Il est la tête de liste des Républicains, qu'il vient tout juste de rejoindre, aux européennes, mais en est aussi le membre du mouvement le plus contesté actuellement. François-Xavier Bellamy, par ailleurs professeur de philosophie et adjoint au maire de Versailles, était l'invité de Ruth Elkrief ce jeudi soir sur notre antenne. Il est notamment revenu sur les remarques suscitées par ses positions sur l'IVG et ses propos passés sur le sujet, ou encore sur le Mariage pour tous. Abordant une "polémique surprenante par la disproportion qu’elle a atteinte", il a lancé: "Je ne sais pas si on parle de moi ou de quelqu’un qui ne me ressemble pas".

Il a dans un premier temps évoqué son opposition au Mariage pour tous: "La question du Mariage pour tous a mobilisé toute la droite au moment du débat autour de la loi Taubira mais maintenant on doit parler d’Europe. Evidemment, on ressort des engagements que j’ai pris que j’assume parfaitement."

La réplique à Agnès Buzyn

Il a ensuite voulu citer les réflexions qu'il avait formulées il y a quelques mois sur le droit à l'avortement: "Il y a un peu plus d’un an, lors d’un débat télévisé, j’ai eu l’occasion de dire que je crois que ce serait une bonne chose de penser une politique de prévention plus efficace parce que nous sommes dans un pays où le nombre d’IVG ne baisse pas."

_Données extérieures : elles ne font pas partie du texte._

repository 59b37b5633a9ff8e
use async_trait::async_trait;
use chrono::{DateTime, Utc};

use crate::domain::{Comment, NewComment, NewPost, NewUser, Post, User};
use crate::error::RepoError;

/// Generic repository trait defining standard CRUD operations.
///
/// `N` is the not-yet-persisted form of `T`; the store assigns ids on insert.
#[async_trait]
pub trait BaseRepository<T, N, ID>: Send + Sync {
    /// Find an entity by its unique ID.
    async fn find_by_id(&self, id: ID) -> Result<Option<T>, RepoError>;

    /// Persist a new entity and return it with its assigned id.
    async fn insert(&self, new: N) -> Result<T, RepoError>;

    /// Overwrite an existing entity. Fails with `NotFound` if it is gone.
    async fn update(&self, entity: T) -> Result<T, RepoError>;

    /// Delete an entity by its ID.
    async fn delete(&self, id: ID) -> Result<(), RepoError>;
}

/// User repository with domain-specific methods.
#[async_trait]
pub trait UserRepository: BaseRepository<User, NewUser, i32> {
    /// Find a user by their email address (exact match).
    async fn find_by_email(&self, email: &str) -> Result<Option<User>, RepoError>;

    /// Find a user by their username (exact match).
    async fn find_by_username(&self, username: &str) -> Result<Option<User>, RepoError>;

    /// All users ordered by id.
    async fn list_all(&self) -> Result<Vec<User>, RepoError>;

    /// Record activity without rewriting the rest of the row.
    async fn touch_last_seen(&self, id: i32, at: DateTime<Utc>) -> Result<(), RepoError>;
}

/// Post repository.
#[async_trait]
pub trait PostRepository: BaseRepository<Post, NewPost, i32> {
    /// Newest first, skipping `offset` posts and returning at most `limit`.
    async fn list_recent(&self, offset: u64, limit: u64) -> Result<Vec<Post>, RepoError>;

    /// Every post, newest first.
    async fn list_all(&self) -> Result<Vec<Post>, RepoError>;
}

/// Comment repository.
#[async_trait]
pub trait CommentRepository: BaseRepository<Comment, NewComment, i32> {
    /// Comments of a post in insertion order.
    async fn list_by_post(&self, post_id: i32) -> Result<Vec<Comment>, RepoError>;

    /// Remove every comment of a post; returns how many were removed.
    async fn delete_by_post(&self, post_id: i32) -> Result<u64, RepoError>;
}
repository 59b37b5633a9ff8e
//! Observability module - request IDs.

mod request_id;

pub use request_id::{RequestId, RequestIdMiddleware};
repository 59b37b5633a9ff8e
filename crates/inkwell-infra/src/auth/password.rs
//! Argon2 password hashing implementation.

use argon2::{
    Argon2, Params,
    password_hash::{
        PasswordHash as EncodedHash, PasswordHasher, PasswordVerifier, SaltString,
        rand_core::OsRng,
    },
};

use inkwell_core::domain::PasswordHash;
use inkwell_core::ports::{AuthError, PasswordService};

/// Argon2id password service with a fresh random salt per hash.
pub struct Argon2PasswordService {
    argon2: Argon2<'static>,
}

impl Argon2PasswordService {
    pub fn new() -> Self {
        Self {
            argon2: Argon2::default(),
        }
    }

    /// Use explicit cost parameters instead of the library defaults.
    pub fn with_params(params: Params) -> Self {
        Self {
            argon2: Argon2::new(argon2::Algorithm::Argon2id, argon2::Version::V0x13, params),
        }
    }
}

impl Default for Argon2PasswordService {
    fn default() -> Self {
        Self::new()
    }
}

impl PasswordService for Argon2PasswordService {
    fn hash(&self, password: &str) -> Result<PasswordHash, AuthError> {
        let salt = SaltString::generate(&mut OsRng);

        self.argon2
            .hash_password(password.as_bytes(), &salt)
            .map(|h| PasswordHash::from_encoded(h.to_string()))
            .map_err(|e| AuthError::HashingError(e.to_string()))
    }

    fn verify(&self, password: &str, hash: &PasswordHash) -> Result<bool, AuthError> {
        let parsed_hash = EncodedHash::new(hash.encoded())
            .map_err(|e| AuthError::HashingError(e.to_string()))?;

        Ok(self
            .argon2
            .verify_password(password.as_bytes(), &parsed_hash)
            .is_ok())
    }
}
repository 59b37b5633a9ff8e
//! Image storage port.

use async_trait::async_trait;

/// What an uploaded image is used for; decides its bounds and location.
#[derive(Debug, Clone, Copy, PartialEq, Eq)]
pub enum ImageKind {
    ProfilePicture,
    PostImage,
}

impl ImageKind {
    /// Maximum (width, height). Images are shrunk to fit, never enlarged.
    pub fn bounds(&self) -> (u32, u32) {
        match self {
            ImageKind::ProfilePicture => (125, 125),
            ImageKind::PostImage => (800, 600),
        }
    }

    /// Directory below the media root.
    pub fn directory(&self) -> &'static str {
        match self {
            ImageKind::ProfilePicture => "profile_pics",
            ImageKind::PostImage => "news_pics",
        }
    }
}

/// Raw uploaded file.
#[derive(Clone)]
pub struct ImageUpload {
    /// Client-supplied file name; only its extension is kept.
    pub filename: String,
    pub bytes: Vec<u8>,
}

impl std::fmt::Debug for ImageUpload {
    fn fmt(&self, f: &mut std::fmt::Formatter<'_>) -> std::fmt::Result {
        f.debug_struct("ImageUpload")
            .field("filename", &self.filename)
            .field("len", &self.bytes.len())
            .finish()
    }
}

/// Resize-and-store capability for uploaded pictures.
#[async_trait]
pub trait ImageStore: Send + Sync {
    /// Store a thumbnail of `upload` and return its file reference, relative to
    /// the directory of `kind`. `owner` scopes profile pictures per user.
    async fn store(
        &self,
        kind: ImageKind,
        owner: &str,
        upload: ImageUpload,
    ) -> Result<String, ImageError>;
}

/// Image storage errors.
#[derive(Debug, thiserror::Error)]
pub enum ImageError {
    #[error("Unsupported image type: {0}")]
    UnsupportedFormat(String),

    #[error("Could not decode image: {0}")]
    Decode(String),

    #[error("Could not store image: {0}")]
    Io(String),
}

impl From<ImageError> for crate::DomainError {
    fn from(err: ImageError) -> Self {
        match err {
            ImageError::Io(msg) => crate::DomainError::Internal(msg),
            other => crate::DomainError::Validation(other.to_string()),
        }
    }
}
//! # Inkwell Shared
//!
//! Wire types for the JSON API and the site surface.

pub mod dto;
pub mod response;

pub use response::{ErrorResponse, FieldError, MessageResponse};
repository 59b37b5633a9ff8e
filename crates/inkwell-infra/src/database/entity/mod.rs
//! SeaORM entities.

pub mod comment;
pub mod post;
pub mod user;
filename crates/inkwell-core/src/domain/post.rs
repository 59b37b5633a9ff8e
use chrono::{DateTime, Utc};
use serde::{Deserialize, Serialize};

/// Image reference used until a picture is uploaded for a post.
pub const DEFAULT_POST_IMAGE: &str = "news_default.png";

pub const POST_TITLE_MAX_LEN: usize = 100;

/// Post entity - a news article.
///
/// `date_posted` and `author_id` are fixed at creation.
#[derive(Debug, Clone, PartialEq, Eq, Serialize, Deserialize)]
pub struct Post {
    pub id: i32,
    pub title: String,
    pub content: String,
    pub date_posted: DateTime<Utc>,
    pub author_id: i32,
    pub image_file: String,
}

/// A post that has not been persisted yet.
#[derive(Debug, Clone)]
pub struct NewPost {
    pub title: String,
    pub content: String,
    pub date_posted: DateTime<Utc>,
    pub author_id: i32,
    pub image_file: String,
}

impl NewPost {
    /// Create a new post dated now, with the default image.
    pub fn new(author_id: i32, title: String, content: String) -> Self {
        Self {
            title,
            content,
            date_posted: Utc::now(),
            author_id,
            image_file: DEFAULT_POST_IMAGE.to_string(),
        }
    }
}
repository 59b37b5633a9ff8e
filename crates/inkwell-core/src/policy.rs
//! Authorization policy.
//!
//! A single pure predicate, [`can_perform`], decides every action. Services call
//! [`authorize`] at the entry of each mutating operation, before touching a store.

use crate::domain::{Role, User};
use crate::error::DomainError;

/// The actor behind a request.
#[derive(Debug, Clone, Copy, PartialEq, Eq)]
pub enum Principal {
    Anonymous,
    Authenticated { id: i32, role: Role },
}

impl Principal {
    pub fn from_user(user: &User) -> Self {
        Principal::Authenticated {
            id: user.id,
            role: user.role,
        }
    }

    pub fn is_authenticated(&self) -> bool {
        matches!(self, Principal::Authenticated { .. })
    }

    pub fn id(&self) -> Option<i32> {
        match self {
            Principal::Authenticated { id, .. } => Some(*id),
            Principal::Anonymous => None,
        }
    }
}

#[derive(Debug, Clone, Copy, PartialEq, Eq)]
pub enum Action {
    /// Create, update, delete or list any user.
    ManageUsers,
    CreatePost,
    EditPost,
    DeletePost,
    CreateComment,
    DeleteComment,
    ViewPost,
    ViewHome,
    UpdateOwnAccount,
}

/// What an action targets.
#[derive(Debug, Clone, Copy, PartialEq, Eq)]
pub enum Resource {
    Site,
    User { id: i32 },
    Post { id: i32 },
    Comment { id: i32, author_id: i32 },
}

/// Decide whether `principal` may perform `action` on `resource`.
///
/// Post authorship grants nothing: only admins and moderators edit or delete posts.
pub fn can_perform(principal: &Principal, action: Action, resource: Resource) -> bool {
    let (id, role) = match (action, principal) {
        (Action::ViewPost | Action::ViewHome, _) => return true,
        (_, Principal::Anonymous) => return false,
        (_, Principal::Authenticated { id, role }) => (*id, *role),
    };

    match (action, resource) {
        (Action::ManageUsers, _) => role == Role::Admin,
        (Action::EditPost | Action::DeletePost, Resource::Post { .. }) => role.is_elevated(),
        (Action::CreatePost | Action::CreateComment, _) => true,
        (Action::DeleteComment, Resource::Comment { author_id, .. }) => {
            role.is_elevated() || author_id == id
        }
        (Action::UpdateOwnAccount, Resource::User { id: target }) => target == id,
        _ => false,
    }
}

/// [`can_perform`] as a `Result`: anonymous callers get `Unauthenticated`,
/// everyone else `Forbidden`.
pub fn authorize(
    principal: &Principal,
    action: Action,
    resource: Resource,
) -> Result<(), DomainError> {
    if can_perform(principal, action, resource) {
        return Ok(());
    }

    tracing::debug!(?principal, ?action, ?resource, "Authorization denied");
    if principal.is_authenticated() {
        Err(DomainError::Forbidden)
    } else {
        Err(DomainError::Unauthenticated)
    }
}
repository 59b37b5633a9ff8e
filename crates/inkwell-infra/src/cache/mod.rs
//! Session registry backend.

mod memory;

pub use memory::InMemoryCache;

Lors de C Politique, sur France 5, en janvier 2018, il avait ainsi déclaré: "Pourquoi ne pourrait-on pas se mettre tous d’accord pour se dire que ça devrait être un objectif de santé publique en France de faire baisser le nombre d’avortements et que notre politique de prévention aujourd’hui n’y parvient pas?". Il avait ajouté ensuite: "Aujourd’hui, personne en France ne pense qu’il est possible d’abroger la loi Veil." Un an plus tard, sur notre plateau ce jeudi, il s'est agacé: "Ces propos me valent aujourd'hui d’être considéré par Agnès Buzyn, ministre de la Santé, comme quelqu’un qui ne serait pas républicain!", s'est-il agacé. 

Lors d'un entretien accordé à CNEWS ce jeudi, Agnès Buzyn avait commenté ainsi la position confiée à François-Xavier Bellamy par les Républicains: "Je pense qu'il n'y a quasiment plus de barrière aujourd'hui entre cette partie-là des Républicains et le Rassemblement national et je pense que bientôt ils n'auront de républicain que le nom". 

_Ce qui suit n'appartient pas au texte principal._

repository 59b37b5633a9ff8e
//! Data Transfer Objects - request/response types for the API.
//!
//! Request types derive [`Validate`]; handlers call `validate()` before the
//! values reach a service.

use chrono::{DateTime, Utc};
use serde::{Deserialize, Serialize};
use validator::Validate;

// ---------------------------------------------------------------------------
// Accounts
// ---------------------------------------------------------------------------

/// Request to register a new user.
#[derive(Debug, Clone, Serialize, Deserialize, Validate)]
pub struct RegisterUserRequest {
    #[validate(length(min = 2, max = 20, message = "Username must be 2 to 20 characters"))]
    pub username: String,
    #[validate(email(message = "Invalid email address"))]
    pub email: String,
    #[validate(length(min = 1, message = "Password is required"))]
    pub password: String,
    #[validate(must_match(other = "password", message = "Passwords must match"))]
    pub confirm_password: String,
}

/// Request to login.
#[derive(Debug, Clone, Serialize, Deserialize, Validate)]
pub struct LoginRequest {
    #[validate(email(message = "Invalid email address"))]
    pub email: String,
    #[validate(length(min = 1, message = "Password is required"))]
    pub password: String,
    /// Keep the session for the long "remember me" lifetime.
    #[serde(default)]
    pub remember: bool,
}

/// A user's profile as shown to themselves and to admins.
#[derive(Debug, Clone, PartialEq, Serialize, Deserialize)]
pub struct UserResponse {
    pub id: i32,
    pub username: String,
    pub email: String,
    pub image_file: String,
    #[serde(skip_serializing_if = "Option::is_none")]
    pub about_me: Option<String>,
    pub last_seen: DateTime<Utc>,
    pub role: String,
}

/// Issued after a successful login. The token is also set as the `session` cookie.
#[derive(Debug, Clone, Serialize, Deserialize)]
pub struct LoginResponse {
    pub message: String,
    pub access_token: String,
    pub token_type: String,
    pub expires_in: i64,
    pub user: UserResponse,
}

/// Result of a registration or account update.
#[derive(Debug, Clone, Serialize, Deserialize)]
pub struct AccountResponse {
    pub message: String,
    pub user: UserResponse,
}

// ---------------------------------------------------------------------------
// Posts (JSON API)
// ---------------------------------------------------------------------------

/// A post in the JSON API's shape.
#[derive(Debug, Clone, PartialEq, Serialize, Deserialize)]
pub struct ApiPost {
    pub id: i32,
    pub title: String,
    pub content: String,
    pub date_posted: DateTime<Utc>,
    pub user_id: i32,
    pub image_file: String,
}

#[derive(Debug, Clone, Serialize, Deserialize)]
pub struct PostsResponse {
    pub posts: Vec<ApiPost>,
}

/// `GET /posts/{id}` wraps the post under a `user` key.
#[derive(Debug, Clone, Serialize, Deserialize)]
pub struct SinglePostResponse {
    pub user: ApiPost,
}

#[derive(Debug, Clone, Serialize, Deserialize, Validate)]
pub struct CreatePostRequest {
    #[validate(length(min = 1, max = 100, message = "Title must be 1 to 100 characters"))]
    pub title: String,
    #[validate(length(min = 1, message = "Content is required"))]
    pub content: String,
    pub user_id: i32,
}

#[derive(Debug, Clone, Serialize, Deserialize, Validate)]
pub struct UpdatePostRequest {
    #[validate(length(min = 1, max = 100, message = "Title must be 1 to 100 characters"))]
    pub title_change: String,
}

// ---------------------------------------------------------------------------
// Site surface
// ---------------------------------------------------------------------------

#[derive(Debug, Clone, Default, Serialize, Deserialize)]
pub struct HomeQuery {
    pub page: Option<u64>,
}

#[derive(Debug, Clone, Serialize, Deserialize)]
pub struct HomeResponse {
    pub page: u64,
    pub posts: Vec<ApiPost>,
}

#[derive(Debug, Clone, Serialize, Deserialize, Validate)]
pub struct CommentRequest {
    #[validate(length(min = 1, max = 100, message = "Comment must be 1 to 100 characters"))]
    pub body: String,
}

#[derive(Debug, Clone, PartialEq, Serialize, Deserialize)]
pub struct CommentResponse {
    pub id: i32,
    pub body: String,
    pub timestamp: DateTime<Utc>,
    pub post_id: i32,
    pub user_id: i32,
}

/// A post page: the post and its comments, oldest comment first.
#[derive(Debug, Clone, Serialize, Deserialize)]
pub struct PostDetailResponse {
    pub post: ApiPost,
    pub comments: Vec<CommentResponse>,
}

/// A mutation result carrying the affected post.
#[derive(Debug, Clone, Serialize, Deserialize)]
pub struct PostMessageResponse {
    pub message: String,
    pub post: ApiPost,
}

#[derive(Debug, Clone, Serialize, Deserialize)]
pub struct CommentMessageResponse {
    pub message: String,
    pub comment: CommentResponse,
}

// ---------------------------------------------------------------------------
// Administration
// ---------------------------------------------------------------------------

#[derive(Debug, Clone, Serialize, Deserialize, Validate)]
pub struct CreateUserRequest {
    #[validate(length(min = 2, max = 20, message = "Username must be 2 to 20 characters"))]
    pub username: String,
    #[validate(email(message = "Invalid email address"))]
    pub email: String,
    #[validate(length(min = 1, message = "Password is required"))]
    pub password: String,
    /// `admin`, `moderator` or `user`; defaults to `user`.
    pub role: Option<String>,
}

#[derive(Debug, Clone, Default, Serialize, Deserialize, Validate)]
pub struct UpdateUserRequest {
    #[validate(length(min = 2, max = 20, message = "Username must be 2 to 20 characters"))]
    pub username: Option<String>,
    #[validate(email(message = "Invalid email address"))]
    pub email: Option<String>,
    #[validate(length(max = 140, message = "About me must be at most 140 characters"))]
    pub about_me: Option<String>,
    pub role: Option<String>,
}

#[derive(Debug, Clone, Serialize, Deserialize)]
pub struct UserListResponse {
    pub users: Vec<UserResponse>,
}

#[cfg(test)]
mod tests {
    use super::*;

    fn register(username: &str, email: &str, password: &str, confirm: &str) -> RegisterUserRequest {
        RegisterUserRequest {
            username: username.to_string(),
            email: email.to_string(),
            password: password.to_string(),
            confirm_password: confirm.to_string(),
        }
    }

    #[test]
    fn test_register_request_rules() {
        assert!(register("alice", "alice@example.com", "pw", "pw").validate().is_ok());

        let errors = register("a", "nope", "pw", "other").validate().unwrap_err();
        let fields = errors.field_errors();
        assert!(fields.contains_key("username"));
        assert!(fields.contains_key("email"));
        assert!(fields.contains_key("confirm_password"));
        assert!(!fields.contains_key("password"));
    }

    #[test]
    fn test_login_remember_defaults_to_false() {
        let login: LoginRequest =
            serde_json::from_str(r#"{"email":"a@example.com","password":"pw"}"#).unwrap();
        assert!(!login.remember);
    }

    #[test]
    fn test_update_user_request_skips_absent_fields() {
        assert!(UpdateUserRequest::default().validate().is_ok());

        let request = UpdateUserRequest {
            about_me: Some("x".repeat(141)),
            ..Default::default()
        };
        assert!(request.validate().unwrap_err().field_errors().contains_key("about_me"));
    }

    #[test]
    fn test_single_post_is_wrapped_under_user_key() {
        let body = SinglePostResponse {
            user: ApiPost {
                id: 1,
                title: "T".to_string(),
                content: "C".to_string(),
                date_posted: Utc::now(),
                user_id: 1,
                image_file: "news_default.png".to_string(),
            },
        };
        let json = serde_json::to_value(&body).unwrap();
        assert_eq!(json["user"]["title"], "T");
        assert_eq!(json["user"]["user_id"], 1);
    }
}
//! Connection lifecycle events emitted by the hub.
//!
//! Diagnostics only: nothing in the reconciliation path consumes them.

use jobsync_core::JobId;
use serde::Serialize;

/// Why a job channel stopped.
#[derive(Debug, Clone, Copy, PartialEq, Eq, Serialize)]
#[serde(rename_all = "snake_case")]
pub enum CloseReason {
    /// A terminal message arrived on the channel.
    Settled,
    /// The channel was untracked (cancellation, settlement via polling,
    /// or session shutdown).
    Untracked,
    /// The remote side closed the channel while the job was pending.
    RemoteClosed,
}

/// A lifecycle event for one job channel.
#[derive(Debug, Clone, PartialEq, Serialize)]
#[serde(tag = "event", rename_all = "snake_case")]
pub enum ConnectionEvent {
    /// The channel was established.
    Opened { job_id: JobId, connection_id: u64 },

    /// The channel closed without a transport error.
    Closed {
        job_id: JobId,
        connection_id: u64,
        reason: CloseReason,
    },

    /// The channel failed to open or broke mid-stream.
    Errored {
        job_id: JobId,
        connection_id: u64,
        /// Human-readable error description.
        error: String,
    },
}

impl ConnectionEvent {
    pub fn job_id(&self) -> &JobId {
        match self {
            ConnectionEvent::Opened { job_id, .. }
            | ConnectionEvent::Closed { job_id, .. }
            | ConnectionEvent::Errored { job_id, .. } => job_id,
        }
    }
}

Bellamy dénonce des "fake news"

Sur notre plateau, François-Xavier Bellamy a dénoncé un "excès qui abîme la démocratie" et a contré: "Il n’y a plus de barrière entre les fake news et un tel discours. Où est la rationalité là-dedans?" Il a également posé:

"Je reconnais bien sûr qu’on puisse ne pas être d’accord avec moi, mais ça suppose qu’on vive le désaccord comme autre chose qu’une occasion de réprobation morale. Si nous n’y arrivons pas, je crois que nous allons vers des temps très obscurs pour notre démocratie."